Many of Central Wyoming Community College Darran Wells' Outdoor Education students are taking advantage of college's GIS program. (courtesy CWC)

As an assistant professor of environmental health at Central Wyoming College, Jackie Klancher is always checking online job boards for potential positions for her students.

A little more than a year ago, she was looking at USA Jobs, a government website with postings from agencies such as the National Park Service and Bureau of Land Management, when she noticed a pattern among descriptions for tech jobs.

“Every damn last one of them brought up familiarity with GIS,” she said.

Todd Guenther is working with student Morgan Robins.
Todd Guenther is working with student Morgan Robins. (courtesy CWC)

GIS, or geographical information systems, is a way to collect, store and present geographical data — primarily in digital formats. Klancher recognized the potential that GIS knowledge offers students and professionals in natural history and natural sciences: the ability to map soils and vegetation types, documenting artifacts and their locations, to mapping a perimeter of a glacier.
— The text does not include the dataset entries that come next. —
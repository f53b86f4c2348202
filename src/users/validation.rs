use lazy_static::lazy_static;
use regex::Regex;
use thiserror::Error;

use crate::users::model::NewUser;

pub const MAX_PAGE_SIZE: u32 = 100;

/// Input rejected before any backend call.
#[derive(Debug, Clone, PartialEq, Eq, Error)]
pub enum ValidationError {
    #[error("Name and email are required")]
    MissingFields,
    #[error("Please enter a valid email address")]
    InvalidEmail,
    #[error("Please enter a valid user ID")]
    InvalidUserId,
    #[error("page must be at least 1")]
    InvalidPage,
    #[error("page_size must be between 1 and 100")]
    InvalidPageSize,
}

pub(crate) fn is_valid_email(email: &str) -> bool {
    lazy_static! {
        static ref EMAIL_RE: Regex = Regex::new(r"^[^@\s]+@[^@\s]+\.[^@\s]+$").unwrap();
    }
    EMAIL_RE.is_match(email)
}

/// Form-level check used by the create view: both fields present, email has an `@`.
///
/// Returns the trimmed request on success.
pub fn check_create_form(name: &str, email: &str) -> Result<NewUser, ValidationError> {
    let (name, email) = (name.trim(), email.trim());
    if name.is_empty() || email.is_empty() {
        return Err(ValidationError::MissingFields);
    }
    if !email.contains('@') {
        return Err(ValidationError::InvalidEmail);
    }
    Ok(NewUser::new(name, email))
}

/// Stricter check applied by the REST routes before forwarding a create.
pub fn validate_new_user(req: &NewUser) -> Result<NewUser, ValidationError> {
    let checked = check_create_form(&req.name, &req.email)?;
    if !is_valid_email(&checked.email) {
        return Err(ValidationError::InvalidEmail);
    }
    Ok(checked)
}

/// Parses a user id typed into a search box.
pub fn parse_user_id(input: &str) -> Result<u64, ValidationError> {
    match input.trim().parse::<i64>() {
        Ok(id) if id > 0 => Ok(id as u64),
        _ => Err(ValidationError::InvalidUserId),
    }
}

pub fn validate_user_id(id: i64) -> Result<u64, ValidationError> {
    if id > 0 {
        Ok(id as u64)
    } else {
        Err(ValidationError::InvalidUserId)
    }
}

pub fn validate_pagination(page: i64, page_size: i64) -> Result<(u32, u32), ValidationError> {
    if page < 1 || page > u32::MAX as i64 {
        return Err(ValidationError::InvalidPage);
    }
    if page_size < 1 || page_size > MAX_PAGE_SIZE as i64 {
        return Err(ValidationError::InvalidPageSize);
    }
    Ok((page as u32, page_size as u32))
}

#[cfg(test)]
mod validation_tests {
    use super::*;

    #[test]
    fn create_form_requires_both_fields() {
        assert_eq!(
            check_create_form("   ", "a@b.c").unwrap_err(),
            ValidationError::MissingFields
        );
        assert_eq!(
            check_create_form("Ann", "").unwrap_err(),
            ValidationError::MissingFields
        );
    }

    #[test]
    fn create_form_only_needs_an_at_sign() {
        assert_eq!(
            check_create_form("Ann", "ann.example.com").unwrap_err(),
            ValidationError::InvalidEmail
        );
        let req = check_create_form("  Ann ", " ann@local ").unwrap();
        assert_eq!(req, NewUser::new("Ann", "ann@local"));
    }

    #[test]
    fn server_side_email_check_is_stricter() {
        let err = validate_new_user(&NewUser::new("Ann", "ann@local")).unwrap_err();
        assert_eq!(err, ValidationError::InvalidEmail);
        assert!(validate_new_user(&NewUser::new("Ann", "ann@example.com")).is_ok());
        assert!(!is_valid_email("not-an-email"));
        assert!(!is_valid_email("a b@example.com"));
    }

    #[test]
    fn user_id_must_be_positive_integer() {
        assert_eq!(parse_user_id("42"), Ok(42));
        assert_eq!(parse_user_id(" 7 "), Ok(7));
        assert_eq!(parse_user_id("0"), Err(ValidationError::InvalidUserId));
        assert_eq!(parse_user_id("-3"), Err(ValidationError::InvalidUserId));
        assert_eq!(parse_user_id("abc"), Err(ValidationError::InvalidUserId));
        assert_eq!(parse_user_id(""), Err(ValidationError::InvalidUserId));
        assert_eq!(validate_user_id(0), Err(ValidationError::InvalidUserId));
    }

    #[test]
    fn pagination_limits() {
        assert_eq!(validate_pagination(1, 10), Ok((1, 10)));
        assert_eq!(validate_pagination(0, 10), Err(ValidationError::InvalidPage));
        assert_eq!(validate_pagination(1, 0), Err(ValidationError::InvalidPageSize));
        assert_eq!(validate_pagination(1, 150), Err(ValidationError::InvalidPageSize));
        assert_eq!(validate_pagination(2, 100), Ok((2, 100)));
    }
}
//! Headless view components.
//!
//! Each view owns its own load/error state and talks to the backend only
//! through [`UserServiceClient`](crate::client::UserServiceClient).

mod create;
mod dashboard;
mod details;
mod list;
mod loadable;

pub use create::{CreateStatus, CreateUserView};
pub use dashboard::{Dashboard, Tab};
pub use details::UserDetailsView;
pub use list::{ListStatus, UserListView, LIST_PAGE_SIZE};
pub use loadable::Loadable;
Last year Klancher and Central Wyoming College rolled out a full GIS program. Shortly after, the Riverton school received a Wyoming Workforce grant to provide scholarships for the program. The school, which perhaps has the most comprehensive GIS training in the state, offers an associate’s degree as well as certificate and credential programs, and is recruiting students. CWC is offering full scholarships for Wyoming residents, and discounted tuition for those out-of-state who then commit to working in Wyoming when they finish their training.

“There are jobs in this, and there aren’t trained people,” she said.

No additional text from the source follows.